Wednesday, February 12, 2014

together PANGEA - Mozes and the Firstborn - The Sniffs - The Rememerables -- Black Cat - Feb 11 2014

The Rememerables - This twin guitar DC quartet seems to be rather quiet on the Web based on my quick search (post review note--thnx for the link). Nothing quiet about their set as they had a thick and meaty guitar power atop a strong rhythm section with a wailing vocalist adding some classic rock moves. It would almost go to emo, but the band is way too tough for that. Ultimately, they reminded me of something like Anti-Pasti meets Kraut. I thought that may be too glib, but as each song went forth, I think that covers it. This was a decent 22 minutes.

The Sniffs - This local trio stayed in the same vein as the opener, although took it more to a punk power pop song oriented style. At their best, they reminded me a bit of DOA. The rest of the time it was music I've heard variations of for over 35 years. There is enough talent here, but it did not seem to gel tonight in these songs.

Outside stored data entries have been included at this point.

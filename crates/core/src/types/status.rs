//! Status enums for orders and chat messages.

use serde::{Deserialize, Serialize};

/// Order lifecycle status.
///
/// Matches the status values stored with each order record.
#[derive(Debug, Clone, Copy, PartialEq, Eq, Hash, Serialize, Deserialize, Default)]
#[serde(rename_all = "snake_case")]
pub enum OrderStatus {
    #[default]
    Pending,
    Processing,
    Delivered,
    Cancelled,
}

impl std::fmt::Display for OrderStatus {
    fn fmt(&self, f: &mut std::fmt::Formatter<'_>) -> std::fmt::Result {
        match self {
            Self::Pending => write!(f, "pending"),
            Self::Processing => write!(f, "processing"),
            Self::Delivered => write!(f, "delivered"),
            Self::Cancelled => write!(f, "cancelled"),
        }
    }
}

impl std::str::FromStr for OrderStatus {
    type Err = String;

    fn from_str(s: &str) -> Result<Self, Self::Err> {
        match s {
            "pending" => Ok(Self::Pending),
            "processing" => Ok(Self::Processing),
            "delivered" => Ok(Self::Delivered),
            "cancelled" => Ok(Self::Cancelled),
            _ => Err(format!("invalid order status: {s}")),
        }
    }
}

/// Chat message role for the completion gateway.
#[derive(Debug, Clone, Copy, PartialEq, Eq, Hash, Serialize, Deserialize)]
#[serde(rename_all = "snake_case")]
pub enum ChatRole {
    System,
    User,
    Assistant,
}
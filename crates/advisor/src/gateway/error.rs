//! Error types for the completion gateway.

use serde::Deserialize;
use thiserror::Error;

/// Errors that can occur when calling the completion endpoint.
#[derive(Debug, Error)]
pub enum GatewayError {
    /// HTTP transport error (includes request timeouts).
    #[error("HTTP error: {0}")]
    Http(#[from] reqwest::Error),

    /// The API returned a structured error response.
    #[error("API error ({error_type}): {message}")]
    Api { error_type: String, message: String },

    /// Rate limited; retry after the given number of seconds.
    #[error("rate limited, retry after {0}s")]
    RateLimited(u64),

    /// The API key was rejected.
    #[error("unauthorized: {0}")]
    Unauthorized(String),

    /// The response body could not be parsed.
    #[error("parse error: {0}")]
    Parse(String),

    /// The response contained no completion choices.
    #[error("empty completion response")]
    EmptyResponse,
}

/// Structured error body returned by the OpenRouter API.
#[derive(Debug, Deserialize)]
pub struct ApiErrorResponse {
    pub error: ApiErrorDetail,
}

/// Inner error detail of an API error response.
#[derive(Debug, Deserialize)]
pub struct ApiErrorDetail {
    #[serde(default, rename = "type")]
    pub error_type: String,
    pub message: String,
}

The crowd was flat as well. They are a decent band, but I will probably need more than a sixteen minute set to have a stronger opinion.

Mozes and the Firstborn - The next band on our long bill tonight takes the basic sounds of the opening bands and transforms them into something terrifically powerful and unique. I thought of a triangle of bands: Mudhoney, Graveyard, and Jacco Gardner, all occupying the corners with their extreme talents and this band right in the middle being pulled in various directions depending on the song. They held it together no matter which direction they leaned with fascinating lead guitar work and crafty songwriting. There were a lot of pop moves here, but the creativity kept it fresh and interesting. They went over quite well with the large crowd tonight and being that this was their first time in from the Netherlands, they should be happy they have made the trip to do a full tour with the headliners.
together PANGEA - This is my second listening to this LA uptempo psyche-punk-garage quartet and they are even better this time around. They have a gonzo attack, but they never let things go too loose, but keep that great garage spirit going. They sort of take the things the Angry Samoans were doing and push it a bit further into the classic LA psyche scene. I think Los Angeles has had a lot of bands that have worked with that great 1960s scene and integrated the sound into modern idioms. The crowd was enjoying them early in the 35 minute set, but by the end they were dancing and bobbing around crazily like it was a Friday night and not a cold Tuesday evening. together PANGEA is now a name that will stay on my radar for as long as they are around. Although they play a style of music that is a fairly easy sell for me, they do it extremely well with a lot of personality, too.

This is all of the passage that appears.